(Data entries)
BEGIN

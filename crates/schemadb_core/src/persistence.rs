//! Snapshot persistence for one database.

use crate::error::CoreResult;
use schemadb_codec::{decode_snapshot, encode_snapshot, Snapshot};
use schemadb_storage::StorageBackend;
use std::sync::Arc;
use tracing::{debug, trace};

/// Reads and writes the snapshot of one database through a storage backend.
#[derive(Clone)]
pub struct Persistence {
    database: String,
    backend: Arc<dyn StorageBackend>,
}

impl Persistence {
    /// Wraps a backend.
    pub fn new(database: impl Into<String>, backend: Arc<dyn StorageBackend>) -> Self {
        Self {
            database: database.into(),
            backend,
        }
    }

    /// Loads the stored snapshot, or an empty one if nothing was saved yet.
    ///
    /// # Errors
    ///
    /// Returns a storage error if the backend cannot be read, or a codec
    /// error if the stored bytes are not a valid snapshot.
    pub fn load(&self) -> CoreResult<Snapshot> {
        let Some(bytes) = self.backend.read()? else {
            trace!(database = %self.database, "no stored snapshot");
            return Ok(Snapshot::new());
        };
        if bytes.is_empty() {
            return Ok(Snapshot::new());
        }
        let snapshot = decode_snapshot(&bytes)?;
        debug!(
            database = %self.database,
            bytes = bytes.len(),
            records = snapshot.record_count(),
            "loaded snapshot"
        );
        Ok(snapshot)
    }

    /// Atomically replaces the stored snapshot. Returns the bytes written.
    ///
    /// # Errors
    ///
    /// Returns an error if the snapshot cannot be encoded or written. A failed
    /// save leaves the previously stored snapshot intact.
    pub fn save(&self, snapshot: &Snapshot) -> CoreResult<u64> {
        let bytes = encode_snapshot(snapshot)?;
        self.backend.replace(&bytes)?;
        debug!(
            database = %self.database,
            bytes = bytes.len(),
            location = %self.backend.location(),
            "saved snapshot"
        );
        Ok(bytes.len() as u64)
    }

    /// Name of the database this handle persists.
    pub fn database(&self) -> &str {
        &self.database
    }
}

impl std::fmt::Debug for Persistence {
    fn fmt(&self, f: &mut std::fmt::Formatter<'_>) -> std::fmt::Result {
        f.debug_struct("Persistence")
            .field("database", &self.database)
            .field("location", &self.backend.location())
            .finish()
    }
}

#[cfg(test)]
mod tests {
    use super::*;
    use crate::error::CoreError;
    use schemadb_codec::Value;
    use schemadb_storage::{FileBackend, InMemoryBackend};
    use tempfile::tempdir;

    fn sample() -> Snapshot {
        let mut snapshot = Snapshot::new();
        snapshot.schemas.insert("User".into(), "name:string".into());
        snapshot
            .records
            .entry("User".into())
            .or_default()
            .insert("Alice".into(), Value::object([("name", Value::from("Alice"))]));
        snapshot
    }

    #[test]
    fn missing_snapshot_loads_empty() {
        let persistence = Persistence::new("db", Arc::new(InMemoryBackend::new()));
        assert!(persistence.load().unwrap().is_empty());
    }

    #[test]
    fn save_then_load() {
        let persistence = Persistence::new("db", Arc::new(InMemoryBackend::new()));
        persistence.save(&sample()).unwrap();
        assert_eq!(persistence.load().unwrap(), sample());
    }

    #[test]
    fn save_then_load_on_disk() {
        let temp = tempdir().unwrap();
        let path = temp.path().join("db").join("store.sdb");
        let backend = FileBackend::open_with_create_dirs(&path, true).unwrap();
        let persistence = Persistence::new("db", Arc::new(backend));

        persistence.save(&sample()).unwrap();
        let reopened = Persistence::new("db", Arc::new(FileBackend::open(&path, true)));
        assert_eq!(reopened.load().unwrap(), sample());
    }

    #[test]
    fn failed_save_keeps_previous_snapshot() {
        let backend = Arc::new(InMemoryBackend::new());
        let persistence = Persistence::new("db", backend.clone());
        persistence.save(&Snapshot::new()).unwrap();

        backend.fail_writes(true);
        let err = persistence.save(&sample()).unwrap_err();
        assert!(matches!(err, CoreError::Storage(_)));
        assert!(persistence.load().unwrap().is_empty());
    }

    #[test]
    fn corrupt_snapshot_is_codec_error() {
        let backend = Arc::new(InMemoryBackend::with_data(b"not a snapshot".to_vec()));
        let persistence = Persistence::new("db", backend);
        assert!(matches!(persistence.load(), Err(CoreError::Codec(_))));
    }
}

END

Return the records above in their entirety, exactly as they appear.

filename crates/schemadb_core/src/persistence.rs
//! Snapshot persistence for one database.

use crate::error::CoreResult;
use schemadb_codec::{decode_snapshot, encode_snapshot, Snapshot};
use schemadb_storage::StorageBackend;
use std::sync::Arc;
use tracing::{debug, trace};

/// Reads and writes the snapshot of one database through a storage backend.
#[derive(Clone)]
pub struct Persistence {
    database: String,
    backend: Arc<dyn StorageBackend>,
}

impl Persistence {
    /// Wraps a backend.
    pub fn new(database: impl Into<String>, backend: Arc<dyn StorageBackend>) -> Self {
        Self {
            database: database.into(),
            backend,
        }
    }

    /// Loads the stored snapshot, or an empty one if nothing was saved yet.
    ///
    /// # Errors
    ///
    /// Returns a storage error if the backend cannot be read, or a codec
    /// error if the stored bytes are not a valid snapshot.
    pub fn load(&self) -> CoreResult<Snapshot> {
        let Some(bytes) = self.backend.read()? else {
            trace!(database = %self.database, "no stored snapshot");
            return Ok(Snapshot::new());
        };
        if bytes.is_empty() {
            return Ok(Snapshot::new());
        }
        let snapshot = decode_snapshot(&bytes)?;
        debug!(
            database = %self.database,
            bytes = bytes.len(),
            records = snapshot.record_count(),
            "loaded snapshot"
        );
        Ok(snapshot)
    }

    /// Atomically replaces the stored snapshot. Returns the bytes written.
    ///
    /// # Errors
    ///
    /// Returns an error if the snapshot cannot be encoded or written. A failed
    /// save leaves the previously stored snapshot intact.
    pub fn save(&self, snapshot: &Snapshot) -> CoreResult<u64> {
        let bytes = encode_snapshot(snapshot)?;
        self.backend.replace(&bytes)?;
        debug!(
            database = %self.database,
            bytes = bytes.len(),
            location = %self.backend.location(),
            "saved snapshot"
        );
        Ok(bytes.len() as u64)
    }

    /// Name of the database this handle persists.
    pub fn database(&self) -> &str {
        &self.database
    }
}

impl std::fmt::Debug for Persistence {
    fn fmt(&self, f: &mut std::fmt::Formatter<'_>) -> std::fmt::Result {
        f.debug_struct("Persistence")
            .field("database", &self.database)
            .field("location", &self.backend.location())
            .finish()
    }
}

#[cfg(test)]
mod tests {
    use super::*;
    use crate::error::CoreError;
    use schemadb_codec::Value;
    use schemadb_storage::{FileBackend, InMemoryBackend};
    use tempfile::tempdir;

    fn sample() -> Snapshot {
        let mut snapshot = Snapshot::new();
        snapshot.schemas.insert("User".into(), "name:string".into());
        snapshot
            .records
            .entry("User".into())
            .or_default()
            .insert("Alice".into(), Value::object([("name", Value::from("Alice"))]));
        snapshot
    }

    #[test]
    fn missing_snapshot_loads_empty() {
        let persistence = Persistence::new("db", Arc::new(InMemoryBackend::new()));
        assert!(persistence.load().unwrap().is_empty());
    }

    #[test]
    fn save_then_load() {
        let persistence = Persistence::new("db", Arc::new(InMemoryBackend::new()));
        persistence.save(&sample()).unwrap();
        assert_eq!(persistence.load().unwrap(), sample());
    }

    #[test]
    fn save_then_load_on_disk() {
        let temp = tempdir().unwrap();
        let path = temp.path().join("db").join("store.sdb");
        let backend = FileBackend::open_with_create_dirs(&path, true).unwrap();
        let persistence = Persistence::new("db", Arc::new(backend));

        persistence.save(&sample()).unwrap();
        let reopened = Persistence::new("db", Arc::new(FileBackend::open(&path, true)));
        assert_eq!(reopened.load().unwrap(), sample());
    }

    #[test]
    fn failed_save_keeps_previous_snapshot() {
        let backend = Arc::new(InMemoryBackend::new());
        let persistence = Persistence::new("db", backend.clone());
        persistence.save(&Snapshot::new()).unwrap();

        backend.fail_writes(true);
        let err = persistence.save(&sample()).unwrap_err();
        assert!(matches!(err, CoreError::Storage(_)));
        assert!(persistence.load().unwrap().is_empty());
    }

    #[test]
    fn corrupt_snapshot_is_codec_error() {
        let backend = Arc::new(InMemoryBackend::with_data(b"not a snapshot".to_vec()));
        let persistence = Persistence::new("db", backend);
        assert!(matches!(persistence.load(), Err(CoreError::Codec(_))));
    }
}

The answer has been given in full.